National Institute of Infectious Diseases Lazzaro Spallanzani, Via Portuense 292, 00149 Rome, Italy.
Infect Dis Rep. 2022 Jun 15;14(3):470-478. doi: 10.3390/idr14030050.
Background: One of the main challenges in the management of COVID-19 patients is to early assess and stratify them according to their risk of developing severe pneumonia. The alveolar−arterial oxygen gradient (D(A-a)O2) is defined as the difference between the alveolar and arteriolar concentration of oxygen, an accurate index of the ventilatory function. The aim of this study is to evaluate D(A-a)O2 as a marker for predicting severe pneumonia in COVID-19 patients, in comparison to the PaO2/FiO2. Methods: This retrospective, multicentric cohort study included COVID-19 patients admitted to two Italian hospitals between April and July 2020. Clinical and laboratory data were retrospectively collected at the time of hospital admission and during hospitalization. The presence of severe COVID-19 pneumonia was evaluated, as defined by the Infectious Diseases Society of America (IDSA) criteria for community-acquired pneumonia (CAP). Patients were divided in severe and non-severe groups. Results: Overall, 53 COVID-19 patients were included in the study: male were 30/53 (57%), and 10/53 (19%) had severe pneumonia. Patients with severe pneumonia reported dyspnea more often than non-severe patients (90% vs. 39.5%; p = 0.031). A history of chronic obstructive pulmonary disease (COPD) was recalled by 5/10 (50%) patients with severe pneumonia, and only in 6/43 (1.4%) of non-severe cases (p = 0.023). A ROC curve, for D(A-a)O2 >60 mmHg in detecting severe pneumonia, showed an area under the curve (AUC) of 0.877 (95% CI: 0.675−1), while the AUC of PaO2/FiO2 < 263 mmHg resulted 0.802 (95% CI: 0.544−1). D(A-a)O2 in comparison to PaO2/FiO2 had a higher sensibility (77.8% vs. 66.7%), positive predictive value (75% vs. 71.4%), negative predictive value (94% vs. 91%), and similar specificity (94.4% vs. 95.5%). Conclusions: Our study suggests that the D(A-a)O2 is more appropriate than PaO2/FiO2 to identify COVID-19 patients at risk of developing severe pneumonia early.

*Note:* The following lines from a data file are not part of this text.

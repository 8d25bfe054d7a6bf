use std::{path::Path, sync::Arc};

use clap::Parser;
use jsonrpsee::{http_client::HttpClientBuilder, server::ServerBuilder};
use vf_rpc_apis::central::CentralRpcApiServer;
use voteflow_engine::{
	central::{CentralRpcServerImpl, CentralServer, RemoteDatabase},
	constants::{RPC_REQUEST_TIMEOUT, SHUTDOWN_GRACE},
	health::HealthChecker,
	settings::{CentralOptions, CentralSettings, VfSettings},
	shutdown::{with_grace_period, ShutdownHandle},
};

#[tokio::main]
async fn main() -> anyhow::Result<()> {
	let opts = CentralOptions::parse();
	tracing_subscriber::FmtSubscriber::builder()
		.with_env_filter(tracing_subscriber::EnvFilter::from_default_env())
		.try_init()
		.expect("setting default subscriber failed");

	let config_path = opts.config_path.clone();
	let settings = CentralSettings::load(config_path.as_deref(), opts)?;

	let database_client = HttpClientBuilder::default()
		.request_timeout(RPC_REQUEST_TIMEOUT)
		.build(&settings.database.endpoint)?;
	let central = Arc::new(CentralServer::new(
		Path::new(&settings.central.data_dir),
		RemoteDatabase::new(database_client),
	)?);

	let (shutdown_handle, shutdown) = ShutdownHandle::new();

	if let Some(health_check) = &settings.health_check {
		let checker = HealthChecker::new(health_check).await?;
		tokio::spawn(checker.run(shutdown.clone()));
	}

	let server = ServerBuilder::default()
		.build(format!("0.0.0.0:{}", settings.central.port))
		.await?;
	let server_addr = server.local_addr()?;
	let server_handle = server.start(CentralRpcServerImpl::new(central).into_rpc());
	tracing::info!(%server_addr, "central server is listening");

	tokio::signal::ctrl_c().await?;
	tracing::info!("shutting down");
	shutdown_handle.signal();
	let _ = server_handle.stop();
	with_grace_period(server_handle.stopped(), SHUTDOWN_GRACE).await;
	Ok(())
}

新型冠状病毒肺炎(COVID-19)患者管理中的主要挑战之一是根据其发生重症肺炎的风险进行早期评估和分层。肺泡-动脉血氧分压差(D(A-a)O2)定义为肺泡和动脉血氧浓度之差,是通气功能的准确指标。本研究旨在评估D(A-a)O2与动脉血氧分压/吸氧浓度(PaO2/FiO2)相比,作为预测COVID-19患者重症肺炎的标志物。方法:这项回顾性、多中心队列研究纳入了2020年4月至7月间入住两家意大利医院的COVID-19患者。在入院时和住院期间回顾性收集临床和实验室数据。根据美国传染病学会(IDSA)社区获得性肺炎(CAP)标准评估是否存在重症COVID-19肺炎。将患者分为重症组和非重症组。结果:总体而言,53例COVID-19患者纳入研究:男性30/53(57%),10/53(19%)患有重症肺炎。重症肺炎患者比非重症患者更常出现呼吸困难(90%对39.5%;p = 0.031)。5/10(50%)例重症肺炎患者有慢性阻塞性肺疾病(COPD)病史,而非重症患者中只有6/43(1.4%)有该病史(p = 0.023)。D(A-a)O2>60 mmHg检测重症肺炎的ROC曲线下面积(AUC)为0.877(95%CI:0.675 - 1),而PaO2/FiO2<263 mmHg的AUC为0.802(95%CI:0.544 - 1)。与PaO2/FiO2相比,D(A-a)O2具有更高的敏感性(77.8%对66.7%)、阳性预测值(75%对71.4%)、阴性预测值(94%对91%),且特异性相似(94.4%对95.5%)。结论:我们的研究表明,D(A-a)O2比PaO2/FiO2更适合早期识别有发生重症肺炎风险的COVID-19患者。